BUFFALO, OCT. 11 -- The Washington Capitals lost a tough hockey game tonight -- and Coach Bryan Murray lost his cool.

The Buffalo Sabres defeated the Capitals, 6-5, in a game in which referee Bill McCreary whistled 31 penalties.

Twice the Capitals were two men short, and it was the first such incident that triggered what might have been the most violent tantrum of Murray's coaching career.

Late in the first period, with Buffalo ahead, 4-3, McCreary penalized Washington's Lou Franceschetti for interference. Murray yelled and McCreary immediately added another minor against Washington. Early in the second period the Sabres capitalized to boost their advantage to 5-3.

The Capitals' dressing room and the officials' room are in the same corridor, and when the first period ended Murray stood outside his room and shouted at McCreary. Eyewitnesses reported that linesman Ron Asselstine and Murray then became involved in a shouting match and laid hands on each other before linesman Bob Hodges intervened.

After the game, Murray and General Manager David Poile met for a half hour with Jim Gregory, NHL vice president of hockey operations, and John McCauley, NHL director of officiating, at Murray's request.

Before that, Murray answered reporters' questions about the incident, saying, "I'm not supposed to talk about those guys {the officials}. But when he {McCreary} called Louie {Franceschetti}, I said, 'Why didn't you make the same call on {Mike} Gartner?' and right away he gave me a bench penalty.

"After the period, I stood here {outside the Capitals' dressing room} and said, 'What was that all about? I asked you about the call, I didn't swear and you give me two minutes.' Then Asselstine shot his face off and it went from there."

As he talked with reporters, Murray saw Gregory about to enter the officials' room and said, "Can I speak to you before you talk to them?"

After the meeting, which delayed the Capitals' postgame charter flight, nobody would discuss the incident.

Asked what his official report would contain, McCreary replied, "I don't have the right to comment to a reporter. Jim Gregory and John McCauley are here. You'll have to ask them."

Gregory said, "They {Poile and Murray} asked us to come talk to them. This isn't unusual. It's part of our job to offer an explanation."

As for the possibility of disciplinary action, Gregory said, "That's not my decision. You'll have to wait and see."

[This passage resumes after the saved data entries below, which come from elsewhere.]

//! # Ready-to-Eat Demo
//!
//! Boots the full system, seeds it, and walks one of everything the surface
//! offers: a guest browsing the menu, a registration, a checkout, a
//! reconcile pass, and a points update.
//!
//! Run with `RUST_LOG=info cargo run` (or `debug` for full payloads).

use ready_to_eat::api::{Api, CreateOrderRequest, RegisterRequest};
use ready_to_eat::config::Config;
use ready_to_eat::lifecycle::AppSystem;
use ready_to_eat::model::OrderLine;
use ready_to_eat::seed::seed_all;
use resource_actor::tracing::setup_tracing;
use tracing::{error, info, Instrument};

#[tokio::main]
async fn main() -> Result<(), String> {
    dotenv::dotenv().ok();
    setup_tracing();

    let config = Config::from_env();
    info!("Starting Ready-to-Eat backend");

    let system = AppSystem::new(config.channel_buffer);
    let seed = seed_all(&system, &config).await?;
    let api = Api::new(&system, seed.fallback_user);

    // A guest looks at the menu.
    let span = tracing::info_span!("guest_browse");
    async {
        let guest = api.guest_access().await.map_err(|e| e.to_string())?;
        info!(guest_id = %guest.guest_id, "Guest session opened");
        let menu = api.list_foods().await.map_err(|e| e.to_string())?;
        info!(items = menu.len(), "Menu fetched");
        api.logout(&guest.token).await.map_err(|e| e.to_string())
    }
    .instrument(span)
    .await?;

    // A user registers and checks out: two Samosas and a cup of tea.
    let span = tracing::info_span!("order_flow");
    let (token, order_id) = async {
        let session = api
            .register(RegisterRequest {
                first_name: "Asha".to_string(),
                last_name: "Verma".to_string(),
                email: "asha.verma@example.com".to_string(),
                password: "Password123!".to_string(),
                mobile: "9876501234".to_string(),
            })
            .await
            .map_err(|e| e.to_string())?;
        info!(user = %session.profile.id, "User registered");

        let subtotal = 2.0 * 15.0 + 10.0;
        let tax = subtotal * 0.15;
        let order = api
            .create_order(
                &session.token,
                CreateOrderRequest {
                    items: vec![
                        OrderLine {
                            food_id: seed.food_ids[0],
                            quantity: 2,
                            has_extra: false,
                        },
                        OrderLine {
                            food_id: seed.food_ids[8],
                            quantity: 1,
                            has_extra: false,
                        },
                    ],
                    total_amount: subtotal,
                    tax_amount: tax,
                    grand_total: subtotal + tax,
                    points_earned: (subtotal / 10.0) as i64,
                    estimated_time: 15,
                    payment_method: Some("paytm".to_string()),
                    payment_details: None,
                },
            )
            .await
            .map_err(|e| e.to_string())?;
        info!(order_number = %order.order_number, grand_total = order.grand_total, "Order placed");
        Ok::<_, String>((session.token, order.id))
    }
    .instrument(span)
    .await?;

    // Anyone may trigger a reconcile pass; right after checkout it finds
    // nothing to move.
    let transitioned = api.reconcile_orders().await.map_err(|e| e.to_string())?;
    info!(transitioned = transitioned.len(), "Reconcile pass done");

    match api.get_order(&token, order_id).await {
        Ok(order) => info!(status = %order.status, "Order fetched"),
        Err(e) => error!(error = %e, "Order fetch failed"),
    }

    // Points accrue by explicit set.
    let balance = api
        .set_points(&token, 4)
        .await
        .map_err(|e| e.to_string())?;
    info!(balance, "Points updated");

    system.shutdown().await?;
    info!("Done");
    Ok(())
}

Goaltender Pete Peeters, who had been ill during practice this week and plans to undergo precautionary blood tests today, made his season debut for the Capitals and yielded six goals in 35 shots.

The way things started out, it appeared that the team with the last shot would win. Washington scored three times on its first eight shots and Buffalo tied the score each time by connecting on three of its first six.

Scott Arniel's rebound, after Peeters dropped a long shot by Uwe Krupp, sent Buffalo ahead to stay, 4-3, late in the first period.

After Christian Ruuttuu converted the controversial five-on-three, the Sabres received another two-man advantage for 95 seconds because of overlapping penalties to Ed Kastelic and Rod Langway.

The Capitals killed that one and, a few seconds after the teams were back at full strength, Paul Cavallini shoved the puck ahead to Gartner, who converted a two-on-the-goalie break with Mike Ridley. It was Gartner's sixth goal in three games.

The Sabres caught Washington napping at the start of the third period and Clark Gillies converted Scott Arniel's feed at the 12-second mark to put the Sabres ahead, 6-4.

Cavallini got that one back with 13 1/2 minutes remaining, picking off a Dave Andreychuk pass in the Sabres' zone and netting a 25-footer for his first NHL goal.

After Peeters was lifted for a sixth skater, Langway was just wide with a shot and goalie Jacques Cloutier made three big saves, one on Scott Stevens and two on Larry Murphy.

With 21 seconds left, Cloutier and Washington's Dale Hunter exchanged high sticks and slashes. Buffalo's Mike Ramsey was ejected for rescuing the angry goalie.

The Capitals have a 5-39-7 career record against Buffalo, worst against any opponent.